*** Entries provided Section Begins ***

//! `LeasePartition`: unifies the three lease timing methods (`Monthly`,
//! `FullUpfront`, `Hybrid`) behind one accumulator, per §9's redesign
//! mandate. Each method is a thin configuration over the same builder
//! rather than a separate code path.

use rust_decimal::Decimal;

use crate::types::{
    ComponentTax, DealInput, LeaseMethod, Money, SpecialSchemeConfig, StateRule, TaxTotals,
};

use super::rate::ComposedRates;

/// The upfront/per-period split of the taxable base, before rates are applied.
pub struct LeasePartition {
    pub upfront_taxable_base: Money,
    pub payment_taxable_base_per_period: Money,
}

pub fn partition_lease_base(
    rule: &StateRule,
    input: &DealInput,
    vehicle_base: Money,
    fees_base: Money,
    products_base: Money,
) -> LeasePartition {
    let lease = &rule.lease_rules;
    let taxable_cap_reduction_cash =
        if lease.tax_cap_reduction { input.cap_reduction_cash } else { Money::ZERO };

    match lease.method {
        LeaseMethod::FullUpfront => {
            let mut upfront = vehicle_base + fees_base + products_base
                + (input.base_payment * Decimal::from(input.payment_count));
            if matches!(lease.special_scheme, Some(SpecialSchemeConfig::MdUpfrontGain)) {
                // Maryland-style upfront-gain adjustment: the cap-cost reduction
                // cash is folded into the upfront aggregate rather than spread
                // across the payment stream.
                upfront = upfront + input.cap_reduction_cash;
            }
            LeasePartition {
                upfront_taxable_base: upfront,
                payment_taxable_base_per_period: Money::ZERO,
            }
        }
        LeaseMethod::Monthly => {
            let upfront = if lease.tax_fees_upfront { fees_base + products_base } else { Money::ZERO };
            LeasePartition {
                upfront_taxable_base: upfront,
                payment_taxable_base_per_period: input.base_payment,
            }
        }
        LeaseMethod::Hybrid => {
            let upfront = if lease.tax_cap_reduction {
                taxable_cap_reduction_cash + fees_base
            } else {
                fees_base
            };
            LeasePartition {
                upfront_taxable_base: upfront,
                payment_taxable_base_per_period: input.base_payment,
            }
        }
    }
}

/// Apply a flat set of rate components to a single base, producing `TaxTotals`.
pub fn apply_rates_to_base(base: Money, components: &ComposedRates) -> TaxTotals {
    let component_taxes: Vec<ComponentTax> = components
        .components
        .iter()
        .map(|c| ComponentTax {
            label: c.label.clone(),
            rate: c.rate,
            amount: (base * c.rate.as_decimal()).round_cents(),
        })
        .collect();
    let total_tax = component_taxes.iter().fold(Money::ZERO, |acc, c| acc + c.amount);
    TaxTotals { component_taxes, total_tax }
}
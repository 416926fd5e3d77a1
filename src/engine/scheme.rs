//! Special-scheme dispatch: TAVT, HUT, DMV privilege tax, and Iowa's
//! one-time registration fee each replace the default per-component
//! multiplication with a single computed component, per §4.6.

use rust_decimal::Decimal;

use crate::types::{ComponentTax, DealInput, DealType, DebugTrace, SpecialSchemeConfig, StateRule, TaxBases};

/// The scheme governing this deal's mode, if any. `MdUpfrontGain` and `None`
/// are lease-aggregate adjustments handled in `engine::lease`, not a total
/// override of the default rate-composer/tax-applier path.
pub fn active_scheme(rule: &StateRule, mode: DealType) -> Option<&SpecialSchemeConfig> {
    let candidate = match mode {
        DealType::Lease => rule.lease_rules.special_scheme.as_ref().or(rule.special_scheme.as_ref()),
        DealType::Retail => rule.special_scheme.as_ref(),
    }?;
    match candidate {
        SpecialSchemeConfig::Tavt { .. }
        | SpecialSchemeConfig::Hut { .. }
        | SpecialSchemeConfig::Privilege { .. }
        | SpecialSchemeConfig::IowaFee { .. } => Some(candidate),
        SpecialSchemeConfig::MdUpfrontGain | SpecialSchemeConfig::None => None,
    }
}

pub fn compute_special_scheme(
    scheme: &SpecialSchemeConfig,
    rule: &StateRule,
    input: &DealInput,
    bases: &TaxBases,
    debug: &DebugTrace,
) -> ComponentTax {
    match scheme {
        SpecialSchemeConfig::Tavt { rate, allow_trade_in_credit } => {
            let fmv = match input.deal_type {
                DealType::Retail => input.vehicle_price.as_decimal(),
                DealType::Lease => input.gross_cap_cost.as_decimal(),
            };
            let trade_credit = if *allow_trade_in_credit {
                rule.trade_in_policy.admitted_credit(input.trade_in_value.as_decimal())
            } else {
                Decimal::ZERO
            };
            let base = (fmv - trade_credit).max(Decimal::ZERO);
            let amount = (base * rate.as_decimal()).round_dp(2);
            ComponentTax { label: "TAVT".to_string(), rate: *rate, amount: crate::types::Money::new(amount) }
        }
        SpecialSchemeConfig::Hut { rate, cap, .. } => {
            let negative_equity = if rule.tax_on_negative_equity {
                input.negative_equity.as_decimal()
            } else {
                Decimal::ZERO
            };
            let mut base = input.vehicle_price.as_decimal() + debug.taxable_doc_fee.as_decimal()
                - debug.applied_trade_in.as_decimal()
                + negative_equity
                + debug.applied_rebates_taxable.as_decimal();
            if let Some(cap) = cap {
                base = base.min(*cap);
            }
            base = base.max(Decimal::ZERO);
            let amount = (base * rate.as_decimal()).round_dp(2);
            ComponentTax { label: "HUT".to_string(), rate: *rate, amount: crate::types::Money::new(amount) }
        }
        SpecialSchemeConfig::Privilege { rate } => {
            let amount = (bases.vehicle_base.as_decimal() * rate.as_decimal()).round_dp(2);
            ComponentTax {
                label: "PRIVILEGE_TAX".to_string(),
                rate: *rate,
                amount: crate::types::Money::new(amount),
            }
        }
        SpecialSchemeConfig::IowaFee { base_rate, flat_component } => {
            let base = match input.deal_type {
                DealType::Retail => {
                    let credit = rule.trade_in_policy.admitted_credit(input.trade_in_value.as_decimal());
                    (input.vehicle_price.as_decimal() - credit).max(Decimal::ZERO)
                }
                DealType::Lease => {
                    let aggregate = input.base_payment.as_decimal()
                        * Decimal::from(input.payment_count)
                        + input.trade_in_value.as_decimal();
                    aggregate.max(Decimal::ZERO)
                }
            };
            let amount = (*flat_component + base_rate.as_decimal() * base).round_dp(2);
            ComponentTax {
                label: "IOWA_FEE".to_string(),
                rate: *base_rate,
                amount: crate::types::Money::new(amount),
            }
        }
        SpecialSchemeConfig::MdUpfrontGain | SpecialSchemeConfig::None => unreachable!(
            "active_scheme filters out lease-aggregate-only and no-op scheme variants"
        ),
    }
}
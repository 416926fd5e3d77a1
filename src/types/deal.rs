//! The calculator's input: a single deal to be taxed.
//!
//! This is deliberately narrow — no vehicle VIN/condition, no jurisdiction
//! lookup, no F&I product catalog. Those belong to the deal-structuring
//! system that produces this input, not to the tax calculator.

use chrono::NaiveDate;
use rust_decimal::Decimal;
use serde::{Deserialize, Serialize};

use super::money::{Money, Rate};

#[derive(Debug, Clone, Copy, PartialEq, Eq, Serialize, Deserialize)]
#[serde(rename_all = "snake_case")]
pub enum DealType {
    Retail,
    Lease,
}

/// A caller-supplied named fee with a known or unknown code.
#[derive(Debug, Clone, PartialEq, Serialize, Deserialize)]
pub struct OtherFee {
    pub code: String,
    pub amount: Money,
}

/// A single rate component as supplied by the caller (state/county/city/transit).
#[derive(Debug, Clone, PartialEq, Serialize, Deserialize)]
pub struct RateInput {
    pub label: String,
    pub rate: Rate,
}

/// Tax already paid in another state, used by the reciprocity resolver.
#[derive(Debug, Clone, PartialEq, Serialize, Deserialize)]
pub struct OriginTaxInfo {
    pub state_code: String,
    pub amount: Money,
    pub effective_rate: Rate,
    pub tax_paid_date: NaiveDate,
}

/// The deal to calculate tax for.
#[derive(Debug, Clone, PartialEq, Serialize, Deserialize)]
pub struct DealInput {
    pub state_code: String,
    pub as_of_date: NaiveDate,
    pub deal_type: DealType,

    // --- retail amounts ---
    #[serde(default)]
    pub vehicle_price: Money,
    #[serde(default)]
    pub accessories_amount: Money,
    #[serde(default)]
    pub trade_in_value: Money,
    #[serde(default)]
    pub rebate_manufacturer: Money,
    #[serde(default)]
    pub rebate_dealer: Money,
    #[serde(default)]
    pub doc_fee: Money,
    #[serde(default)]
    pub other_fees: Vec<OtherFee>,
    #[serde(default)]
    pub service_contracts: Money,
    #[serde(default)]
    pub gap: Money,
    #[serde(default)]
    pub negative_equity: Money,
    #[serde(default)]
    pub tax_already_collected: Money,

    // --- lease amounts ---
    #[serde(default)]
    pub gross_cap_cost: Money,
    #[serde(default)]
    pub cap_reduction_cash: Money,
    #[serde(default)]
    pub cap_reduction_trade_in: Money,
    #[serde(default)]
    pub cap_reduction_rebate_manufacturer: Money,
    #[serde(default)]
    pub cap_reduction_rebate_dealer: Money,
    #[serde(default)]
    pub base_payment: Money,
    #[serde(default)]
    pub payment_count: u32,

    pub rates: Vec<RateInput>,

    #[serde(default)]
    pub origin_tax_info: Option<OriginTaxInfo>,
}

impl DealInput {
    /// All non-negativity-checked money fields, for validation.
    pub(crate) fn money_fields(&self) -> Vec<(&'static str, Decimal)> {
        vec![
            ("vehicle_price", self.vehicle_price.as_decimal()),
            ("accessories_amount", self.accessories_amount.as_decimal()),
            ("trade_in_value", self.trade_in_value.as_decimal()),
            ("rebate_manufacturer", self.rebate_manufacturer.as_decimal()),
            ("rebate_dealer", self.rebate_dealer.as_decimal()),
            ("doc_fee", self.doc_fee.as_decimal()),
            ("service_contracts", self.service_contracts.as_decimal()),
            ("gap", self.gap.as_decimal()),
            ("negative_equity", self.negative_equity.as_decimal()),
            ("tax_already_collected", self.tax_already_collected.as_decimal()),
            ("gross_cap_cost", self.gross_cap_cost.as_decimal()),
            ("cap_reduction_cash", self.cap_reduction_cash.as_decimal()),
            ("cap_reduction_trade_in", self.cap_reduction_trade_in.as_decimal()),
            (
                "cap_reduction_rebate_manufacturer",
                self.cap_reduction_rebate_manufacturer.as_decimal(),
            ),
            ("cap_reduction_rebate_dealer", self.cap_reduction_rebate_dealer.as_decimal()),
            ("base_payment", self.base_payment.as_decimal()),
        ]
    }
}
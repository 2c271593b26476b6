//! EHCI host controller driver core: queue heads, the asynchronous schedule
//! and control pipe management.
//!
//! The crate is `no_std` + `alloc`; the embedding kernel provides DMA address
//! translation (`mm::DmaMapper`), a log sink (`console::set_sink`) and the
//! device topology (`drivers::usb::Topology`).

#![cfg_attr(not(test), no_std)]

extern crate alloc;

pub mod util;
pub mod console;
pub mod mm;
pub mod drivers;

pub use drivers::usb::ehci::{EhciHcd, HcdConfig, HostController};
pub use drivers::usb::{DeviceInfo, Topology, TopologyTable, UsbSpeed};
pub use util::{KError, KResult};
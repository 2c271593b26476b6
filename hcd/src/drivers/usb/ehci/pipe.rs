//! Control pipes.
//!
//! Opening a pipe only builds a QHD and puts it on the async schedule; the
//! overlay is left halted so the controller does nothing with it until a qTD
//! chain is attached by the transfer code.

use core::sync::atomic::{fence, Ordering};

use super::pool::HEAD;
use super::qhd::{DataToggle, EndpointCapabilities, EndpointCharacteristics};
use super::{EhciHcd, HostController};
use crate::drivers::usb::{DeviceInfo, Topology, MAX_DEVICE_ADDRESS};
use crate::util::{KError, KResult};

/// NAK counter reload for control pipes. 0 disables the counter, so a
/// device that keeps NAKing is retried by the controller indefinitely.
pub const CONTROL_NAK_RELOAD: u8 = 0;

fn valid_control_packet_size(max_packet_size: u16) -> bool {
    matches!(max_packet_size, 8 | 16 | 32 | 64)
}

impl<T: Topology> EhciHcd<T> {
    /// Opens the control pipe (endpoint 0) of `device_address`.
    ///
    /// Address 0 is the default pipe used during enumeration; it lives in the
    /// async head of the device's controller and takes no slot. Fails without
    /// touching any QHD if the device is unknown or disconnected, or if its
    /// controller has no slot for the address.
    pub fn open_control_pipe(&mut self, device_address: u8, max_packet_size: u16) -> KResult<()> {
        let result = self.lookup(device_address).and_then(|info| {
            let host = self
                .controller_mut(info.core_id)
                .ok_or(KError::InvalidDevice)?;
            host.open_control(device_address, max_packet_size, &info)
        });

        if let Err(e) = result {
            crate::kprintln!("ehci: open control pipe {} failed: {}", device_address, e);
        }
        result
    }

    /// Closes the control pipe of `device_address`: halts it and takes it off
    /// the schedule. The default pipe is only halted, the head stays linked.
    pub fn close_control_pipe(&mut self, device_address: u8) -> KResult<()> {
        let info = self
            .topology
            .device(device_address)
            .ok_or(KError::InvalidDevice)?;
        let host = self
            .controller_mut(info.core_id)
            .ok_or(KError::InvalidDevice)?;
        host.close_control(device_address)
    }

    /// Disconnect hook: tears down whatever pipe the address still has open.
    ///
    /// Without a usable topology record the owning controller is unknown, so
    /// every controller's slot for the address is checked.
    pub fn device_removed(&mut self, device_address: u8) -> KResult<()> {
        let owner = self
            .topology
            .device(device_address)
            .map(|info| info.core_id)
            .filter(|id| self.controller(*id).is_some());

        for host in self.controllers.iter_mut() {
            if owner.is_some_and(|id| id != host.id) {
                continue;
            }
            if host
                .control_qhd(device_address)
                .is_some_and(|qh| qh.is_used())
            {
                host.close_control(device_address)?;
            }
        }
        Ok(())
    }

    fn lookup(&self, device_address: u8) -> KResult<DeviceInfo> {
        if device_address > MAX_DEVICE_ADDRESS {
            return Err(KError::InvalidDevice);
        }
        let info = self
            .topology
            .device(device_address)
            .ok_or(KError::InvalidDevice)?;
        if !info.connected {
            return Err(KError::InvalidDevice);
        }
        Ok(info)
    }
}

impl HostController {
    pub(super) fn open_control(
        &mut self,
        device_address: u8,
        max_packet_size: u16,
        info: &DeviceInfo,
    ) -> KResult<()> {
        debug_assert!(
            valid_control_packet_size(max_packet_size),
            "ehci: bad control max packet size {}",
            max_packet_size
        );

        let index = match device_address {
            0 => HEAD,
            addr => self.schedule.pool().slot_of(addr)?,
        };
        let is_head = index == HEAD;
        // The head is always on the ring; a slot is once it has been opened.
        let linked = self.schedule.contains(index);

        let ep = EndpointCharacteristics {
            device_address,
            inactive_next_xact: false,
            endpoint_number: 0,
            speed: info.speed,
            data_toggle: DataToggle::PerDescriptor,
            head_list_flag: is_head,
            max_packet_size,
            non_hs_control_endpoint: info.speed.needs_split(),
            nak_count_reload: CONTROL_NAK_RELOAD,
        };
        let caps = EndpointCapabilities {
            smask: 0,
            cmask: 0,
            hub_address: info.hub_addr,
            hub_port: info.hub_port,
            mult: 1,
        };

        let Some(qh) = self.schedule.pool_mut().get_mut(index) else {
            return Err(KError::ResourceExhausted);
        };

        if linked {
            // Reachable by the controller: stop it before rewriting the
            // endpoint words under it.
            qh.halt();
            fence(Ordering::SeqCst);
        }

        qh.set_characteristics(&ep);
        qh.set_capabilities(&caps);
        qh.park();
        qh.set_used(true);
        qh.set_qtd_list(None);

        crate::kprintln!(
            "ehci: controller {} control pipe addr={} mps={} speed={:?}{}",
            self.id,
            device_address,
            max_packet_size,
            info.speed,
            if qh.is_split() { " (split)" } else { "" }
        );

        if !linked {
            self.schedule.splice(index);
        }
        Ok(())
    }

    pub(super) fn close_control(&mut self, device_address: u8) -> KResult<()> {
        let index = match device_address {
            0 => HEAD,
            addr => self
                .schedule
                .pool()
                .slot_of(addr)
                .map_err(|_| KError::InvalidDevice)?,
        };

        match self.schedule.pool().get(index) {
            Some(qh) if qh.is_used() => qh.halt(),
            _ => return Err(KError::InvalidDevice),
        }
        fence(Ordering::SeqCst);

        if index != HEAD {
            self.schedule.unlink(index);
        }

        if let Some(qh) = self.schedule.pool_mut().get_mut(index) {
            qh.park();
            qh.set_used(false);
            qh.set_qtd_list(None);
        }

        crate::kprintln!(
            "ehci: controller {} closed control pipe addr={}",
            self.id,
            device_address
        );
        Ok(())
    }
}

*** Entries provided Section Ends ***

▶ _Goal of the exercise_: Which lines of the records above contain the word "caps"? Copy each of them.

▶ _Task solution_:
        let caps = EndpointCapabilities {
        qh.set_capabilities(&caps);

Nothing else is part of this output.